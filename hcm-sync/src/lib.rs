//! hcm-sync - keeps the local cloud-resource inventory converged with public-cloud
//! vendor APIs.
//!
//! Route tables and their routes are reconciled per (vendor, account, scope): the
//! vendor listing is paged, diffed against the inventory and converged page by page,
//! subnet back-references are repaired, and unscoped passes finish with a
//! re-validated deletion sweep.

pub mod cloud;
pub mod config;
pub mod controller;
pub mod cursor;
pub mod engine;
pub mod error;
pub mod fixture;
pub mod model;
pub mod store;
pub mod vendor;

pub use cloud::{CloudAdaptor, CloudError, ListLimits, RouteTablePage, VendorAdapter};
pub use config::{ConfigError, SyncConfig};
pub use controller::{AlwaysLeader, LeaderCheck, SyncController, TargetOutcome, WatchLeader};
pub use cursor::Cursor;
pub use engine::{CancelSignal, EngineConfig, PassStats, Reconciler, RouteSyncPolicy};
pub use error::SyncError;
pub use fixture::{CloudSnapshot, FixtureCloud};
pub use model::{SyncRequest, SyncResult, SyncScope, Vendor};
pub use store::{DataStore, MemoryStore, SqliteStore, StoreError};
——
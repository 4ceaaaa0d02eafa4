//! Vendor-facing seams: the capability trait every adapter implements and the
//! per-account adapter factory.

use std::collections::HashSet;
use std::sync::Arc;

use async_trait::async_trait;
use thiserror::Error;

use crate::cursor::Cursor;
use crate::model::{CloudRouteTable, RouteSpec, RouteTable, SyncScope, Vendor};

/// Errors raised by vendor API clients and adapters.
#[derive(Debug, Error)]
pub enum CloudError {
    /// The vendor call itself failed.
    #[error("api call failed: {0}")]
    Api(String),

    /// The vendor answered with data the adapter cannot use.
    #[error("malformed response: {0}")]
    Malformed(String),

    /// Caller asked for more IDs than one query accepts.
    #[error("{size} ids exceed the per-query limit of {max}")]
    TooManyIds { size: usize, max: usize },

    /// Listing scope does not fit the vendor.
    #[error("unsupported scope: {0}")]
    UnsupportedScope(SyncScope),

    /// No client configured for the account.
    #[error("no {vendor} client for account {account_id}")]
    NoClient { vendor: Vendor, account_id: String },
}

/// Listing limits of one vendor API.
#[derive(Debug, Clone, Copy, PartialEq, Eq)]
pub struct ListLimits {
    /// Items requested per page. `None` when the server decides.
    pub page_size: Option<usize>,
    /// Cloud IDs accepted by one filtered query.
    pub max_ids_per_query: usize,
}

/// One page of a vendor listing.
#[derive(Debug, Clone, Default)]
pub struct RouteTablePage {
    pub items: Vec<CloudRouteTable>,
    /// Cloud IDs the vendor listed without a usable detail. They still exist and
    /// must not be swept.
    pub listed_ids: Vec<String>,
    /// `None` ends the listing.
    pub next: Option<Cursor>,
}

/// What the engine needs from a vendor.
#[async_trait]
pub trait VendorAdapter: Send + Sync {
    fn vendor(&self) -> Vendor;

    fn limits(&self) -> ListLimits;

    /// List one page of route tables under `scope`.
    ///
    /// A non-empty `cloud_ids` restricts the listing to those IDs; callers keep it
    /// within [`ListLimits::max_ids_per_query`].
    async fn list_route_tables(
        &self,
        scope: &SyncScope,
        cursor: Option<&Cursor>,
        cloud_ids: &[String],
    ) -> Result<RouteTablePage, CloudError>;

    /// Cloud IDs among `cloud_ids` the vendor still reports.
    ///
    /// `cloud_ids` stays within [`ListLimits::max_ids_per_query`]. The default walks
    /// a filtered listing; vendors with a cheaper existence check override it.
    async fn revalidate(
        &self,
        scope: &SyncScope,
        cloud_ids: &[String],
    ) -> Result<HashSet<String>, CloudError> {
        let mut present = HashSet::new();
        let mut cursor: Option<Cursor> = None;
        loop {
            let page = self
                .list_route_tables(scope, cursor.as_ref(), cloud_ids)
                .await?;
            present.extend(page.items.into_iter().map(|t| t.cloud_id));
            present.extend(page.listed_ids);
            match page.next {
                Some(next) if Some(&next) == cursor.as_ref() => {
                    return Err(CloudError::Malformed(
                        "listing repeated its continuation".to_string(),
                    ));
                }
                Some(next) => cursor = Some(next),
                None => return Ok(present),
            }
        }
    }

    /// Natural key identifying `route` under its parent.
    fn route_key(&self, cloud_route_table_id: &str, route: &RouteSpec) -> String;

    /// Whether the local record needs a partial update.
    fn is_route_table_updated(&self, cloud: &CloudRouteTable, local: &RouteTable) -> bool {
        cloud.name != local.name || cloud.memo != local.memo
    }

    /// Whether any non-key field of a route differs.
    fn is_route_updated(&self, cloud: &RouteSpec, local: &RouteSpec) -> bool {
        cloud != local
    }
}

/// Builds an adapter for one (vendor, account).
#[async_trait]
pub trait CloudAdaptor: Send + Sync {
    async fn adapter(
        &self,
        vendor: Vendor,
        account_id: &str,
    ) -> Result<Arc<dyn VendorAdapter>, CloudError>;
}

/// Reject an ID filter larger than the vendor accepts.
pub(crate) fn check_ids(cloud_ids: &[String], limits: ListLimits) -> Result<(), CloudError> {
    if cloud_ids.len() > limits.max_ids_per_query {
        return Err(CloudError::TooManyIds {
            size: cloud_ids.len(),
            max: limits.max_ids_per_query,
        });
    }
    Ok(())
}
——
» Task objective
Go through the listing above and pull out each line containing the word "Whether".

» Task solution
    /// Whether the local record needs a partial update.
    /// Whether any non-key field of a route differs.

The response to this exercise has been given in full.